Listed records
■ ■ ■ ■

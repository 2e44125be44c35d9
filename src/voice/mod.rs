//! Audio processing
//!
//! Microphone capture and chunking, voice-activity detection, and
//! synthesized-reply playback. Transcription and synthesis themselves live
//! at the network boundaries (`stt`, `tts`).

mod capture;
mod playback;
mod vad;

pub use capture::{AudioCaptureController, AudioChunk, samples_to_wav};
pub use playback::{AudioPlayer, AudioSink, PlaybackHandle};
pub use vad::VoiceActivityMonitor;
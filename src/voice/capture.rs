//! Audio capture from microphone
//!
//! One [`AudioCaptureController`] owns the live input stream for the whole
//! session. The cloud transcription path drains it into bounded
//! [`AudioChunk`]s on a fixed cadence; the voice-activity monitor reads the
//! tail of the same buffer without draining it.

use std::sync::{Arc, Mutex};

use chrono::{DateTime, Utc};
use cpal::traits::{DeviceTrait, HostTrait, StreamTrait};
use cpal::{Device, SampleRate, Stream, StreamConfig};

use crate::config::{CaptureConfig, ChunkFormat};
use crate::error::MicrophoneError;
use crate::{Error, Result};

/// Immutable captured audio segment, consumed once by transcription
#[derive(Debug, Clone)]
pub struct AudioChunk {
    /// Encoded audio
    pub bytes: Vec<u8>,

    /// Container mime type
    pub mime: &'static str,

    /// When the chunk was sealed
    pub captured_at: DateTime<Utc>,

    /// Sample rate of the source device
    pub source_sample_rate: u32,
}

impl AudioChunk {
    /// Encoded size in bytes
    #[must_use]
    pub fn len(&self) -> usize {
        self.bytes.len()
    }

    /// Whether the chunk carries no audio
    #[must_use]
    pub fn is_empty(&self) -> bool {
        self.bytes.is_empty()
    }
}

/// Captures audio from the default input device.
///
/// Exclusively owns the microphone stream for the session's lifetime;
/// [`AudioCaptureController::stop`] is the only path that releases the
/// device.
pub struct AudioCaptureController {
    #[allow(dead_code)]
    device: Device,
    config: StreamConfig,
    device_rate: u32,
    engine_rate: u32,
    format: ChunkFormat,
    buffer: Arc<Mutex<Vec<f32>>>,
    stream: Option<Stream>,
}

impl AudioCaptureController {
    /// Open the default input device and negotiate a capture format.
    ///
    /// # Errors
    ///
    /// Returns a [`MicrophoneError`] naming the specific cause: no device,
    /// device busy, access denied, or no supported container format.
    pub fn new(capture: &CaptureConfig) -> Result<Self> {
        let format = negotiate_format(&capture.formats)?;

        let host = cpal::default_host();
        let device = host
            .default_input_device()
            .ok_or(MicrophoneError::NotFound)?;

        let engine_rate = capture.engine_sample_rate;
        let config = select_input_config(&device, engine_rate)?;
        let device_rate = config.sample_rate.0;

        tracing::debug!(
            device = device.name().unwrap_or_default(),
            device_rate,
            engine_rate,
            channels = config.channels,
            format = ?format,
            "audio capture initialized"
        );

        Ok(Self {
            device,
            config,
            device_rate,
            engine_rate,
            format,
            buffer: Arc::new(Mutex::new(Vec::new())),
            stream: None,
        })
    }

    /// Start capturing. Idempotent.
    ///
    /// # Errors
    ///
    /// Returns error if the stream cannot be built or started.
    pub fn start(&mut self) -> Result<()> {
        if self.stream.is_some() {
            return Ok(());
        }

        let buffer = Arc::clone(&self.buffer);
        let channels = usize::from(self.config.channels);

        let stream = self
            .device
            .build_input_stream(
                &self.config,
                move |data: &[f32], _: &cpal::InputCallbackInfo| {
                    if let Ok(mut buf) = buffer.lock() {
                        if channels == 1 {
                            buf.extend_from_slice(data);
                        } else {
                            // Downmix to mono
                            buf.extend(data.chunks(channels).map(|frame| {
                                frame.iter().sum::<f32>() / frame.len() as f32
                            }));
                        }
                    }
                },
                |err| {
                    tracing::error!(error = %err, "audio capture error");
                },
                None,
            )
            .map_err(map_build_error)?;

        stream
            .play()
            .map_err(|e| MicrophoneError::Other(e.to_string()))?;
        self.stream = Some(stream);

        tracing::debug!("audio capture started");
        Ok(())
    }

    /// Stop capturing and release the microphone.
    ///
    /// The only path that destroys the device resource; safe to call twice.
    pub fn stop(&mut self) {
        if let Some(stream) = self.stream.take() {
            drop(stream);
            if let Ok(mut buf) = self.buffer.lock() {
                buf.clear();
            }
            tracing::debug!("audio capture stopped, microphone released");
        }
    }

    /// Seal everything captured since the last call into one chunk.
    ///
    /// Draining the shared buffer is the segmented stop/restart: the input
    /// stream keeps appending while the sealed chunk is encoded and shipped,
    /// so capture is never gapped by a slow network round-trip.
    ///
    /// Returns `None` when nothing was captured this interval.
    ///
    /// # Errors
    ///
    /// Returns error if resampling or encoding fails.
    pub fn take_chunk(&self) -> Result<Option<AudioChunk>> {
        let samples = self
            .buffer
            .lock()
            .map(|mut buf| std::mem::take(&mut *buf))
            .unwrap_or_default();

        if samples.is_empty() {
            return Ok(None);
        }

        let samples = if self.device_rate == self.engine_rate {
            samples
        } else {
            resample(&samples, self.device_rate, self.engine_rate)?
        };

        let bytes = match self.format {
            ChunkFormat::Wav => samples_to_wav(&samples, self.engine_rate)?,
            // Unreachable in practice: negotiation rejects formats without
            // an encoder. Kept explicit so a future encoder slots in here.
            ChunkFormat::OggOpus => {
                return Err(MicrophoneError::UnsupportedFormat("audio/ogg".to_string()).into());
            }
        };

        Ok(Some(AudioChunk {
            bytes,
            mime: self.format.mime(),
            captured_at: Utc::now(),
            source_sample_rate: self.device_rate,
        }))
    }

    /// Copy the most recent `window` samples without draining the buffer.
    /// Used by the voice-activity monitor.
    #[must_use]
    pub fn recent_samples(&self, window: usize) -> Vec<f32> {
        self.buffer
            .lock()
            .map(|buf| {
                let start = buf.len().saturating_sub(window);
                buf[start..].to_vec()
            })
            .unwrap_or_default()
    }

    /// Whether the stream is live
    #[must_use]
    pub const fn is_capturing(&self) -> bool {
        self.stream.is_some()
    }

    /// Sample rate of the source device
    #[must_use]
    pub const fn device_sample_rate(&self) -> u32 {
        self.device_rate
    }
}

/// Pick the first supported format from the preference list.
///
/// Fails fast with an explicit unsupported-format error rather than
/// silently producing unusable data.
fn negotiate_format(preferences: &[ChunkFormat]) -> Result<ChunkFormat> {
    for &format in preferences {
        match format {
            ChunkFormat::Wav => return Ok(format),
            // No opus encoder in the build; skip
            ChunkFormat::OggOpus => {}
        }
    }

    let wanted = preferences
        .iter()
        .map(|f| f.mime())
        .collect::<Vec<_>>()
        .join(", ");
    Err(MicrophoneError::UnsupportedFormat(wanted).into())
}

/// Find a usable input config: mono at the engine rate when the device
/// offers it, otherwise the device default (resampled later).
fn select_input_config(device: &Device, engine_rate: u32) -> Result<StreamConfig> {
    let native = device
        .supported_input_configs()
        .map_err(|e| map_backend_error(&e.to_string()))?
        .find(|c| {
            c.channels() == 1
                && c.min_sample_rate() <= SampleRate(engine_rate)
                && c.max_sample_rate() >= SampleRate(engine_rate)
        });

    if let Some(config) = native {
        return Ok(config.with_sample_rate(SampleRate(engine_rate)).config());
    }

    let default = device
        .default_input_config()
        .map_err(|e| map_backend_error(&e.to_string()))?;
    Ok(default.config())
}

fn map_build_error(error: cpal::BuildStreamError) -> Error {
    match error {
        cpal::BuildStreamError::DeviceNotAvailable => MicrophoneError::Busy.into(),
        other => map_backend_error(&other.to_string()),
    }
}

/// Backends report permission and contention failures as opaque strings;
/// map the recognizable ones to specific causes.
fn map_backend_error(message: &str) -> Error {
    let lower = message.to_lowercase();
    let specific = if lower.contains("permission") || lower.contains("denied") {
        MicrophoneError::Denied
    } else if lower.contains("busy") || lower.contains("in use") {
        MicrophoneError::Busy
    } else if lower.contains("no device") || lower.contains("not found") {
        MicrophoneError::NotFound
    } else {
        MicrophoneError::Other(message.to_string())
    };
    specific.into()
}

/// Convert f32 samples to WAV bytes for the transcription boundary
///
/// # Errors
///
/// Returns error if WAV encoding fails
pub fn samples_to_wav(samples: &[f32], sample_rate: u32) -> Result<Vec<u8>> {
    let spec = hound::WavSpec {
        channels: 1,
        sample_rate,
        bits_per_sample: 16,
        sample_format: hound::SampleFormat::Int,
    };

    let mut cursor = std::io::Cursor::new(Vec::new());
    {
        let mut writer =
            hound::WavWriter::new(&mut cursor, spec).map_err(|e| Error::Audio(e.to_string()))?;

        for &sample in samples {
            #[allow(clippy::cast_possible_truncation)]
            let sample_i16 = (sample * 32767.0).clamp(-32768.0, 32767.0) as i16;
            writer
                .write_sample(sample_i16)
                .map_err(|e| Error::Audio(e.to_string()))?;
        }

        writer.finalize().map_err(|e| Error::Audio(e.to_string()))?;
    }

    Ok(cursor.into_inner())
}

/// Resample mono audio between rates
#[allow(clippy::cast_possible_truncation)]
fn resample(samples: &[f32], from_rate: u32, to_rate: u32) -> Result<Vec<f32>> {
    use rubato::{FftFixedIn, Resampler};

    let chunk_size = 1024;
    let sub_chunks = 2;

    let mut resampler =
        FftFixedIn::<f64>::new(from_rate as usize, to_rate as usize, chunk_size, sub_chunks, 1)
            .map_err(|e| Error::Audio(format!("resampler init failed: {e}")))?;

    let input: Vec<f64> = samples.iter().map(|&s| f64::from(s)).collect();
    let mut output = Vec::new();

    for chunk in input.chunks(chunk_size) {
        if chunk.len() == chunk_size {
            let result = resampler
                .process(&[chunk.to_vec()], None)
                .map_err(|e| Error::Audio(format!("resample failed: {e}")))?;
            output.extend_from_slice(&result[0]);
        }
    }

    Ok(output.iter().map(|&s| s as f32).collect())
}

#[cfg(test)]
mod tests {
    use super::*;

    #[test]
    fn test_wav_header() {
        let samples = vec![0.0f32, 0.5, -0.5, 1.0];
        let wav = samples_to_wav(&samples, 16_000).unwrap();

        assert_eq!(&wav[0..4], b"RIFF");
        assert_eq!(&wav[8..12], b"WAVE");
        assert!(wav.len() > 44);
    }

    #[test]
    fn test_negotiation_prefers_first_supported() {
        let format = negotiate_format(&[ChunkFormat::OggOpus, ChunkFormat::Wav]).unwrap();
        assert_eq!(format, ChunkFormat::Wav);
    }

    #[test]
    fn test_negotiation_fails_fast_when_nothing_supported() {
        let error = negotiate_format(&[ChunkFormat::OggOpus]).unwrap_err();
        assert!(error.to_string().contains("unsupported capture format"));
    }

    #[test]
    fn test_resample_halves_length() {
        let samples: Vec<f32> = (0..8192).map(|i| (i as f32 * 0.01).sin()).collect();
        let resampled = resample(&samples, 32_000, 16_000).unwrap();

        // FFT resampler drops the trailing partial chunk; allow slack
        let expected = samples.len() / 2;
        assert!(resampled.len() > expected - 2048);
        assert!(resampled.len() <= expected);
    }

    #[test]
    fn test_backend_error_mapping() {
        assert!(matches!(
            map_backend_error("Permission denied by the system"),
            Error::Microphone(MicrophoneError::Denied)
        ));
        assert!(matches!(
            map_backend_error("device is busy"),
            Error::Microphone(MicrophoneError::Busy)
        ));
        assert!(matches!(
            map_backend_error("something else"),
            Error::Microphone(MicrophoneError::Other(_))
        ));
    }
}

■ ■ ■ ■

Exercise requirements
What are the lines of the data above that include the string "allow"? Copy them.

Result below
    #[allow(dead_code)]
            #[allow(clippy::cast_possible_truncation)]
#[allow(clippy::cast_possible_truncation)]
        // FFT resampler drops the trailing partial chunk; allow slack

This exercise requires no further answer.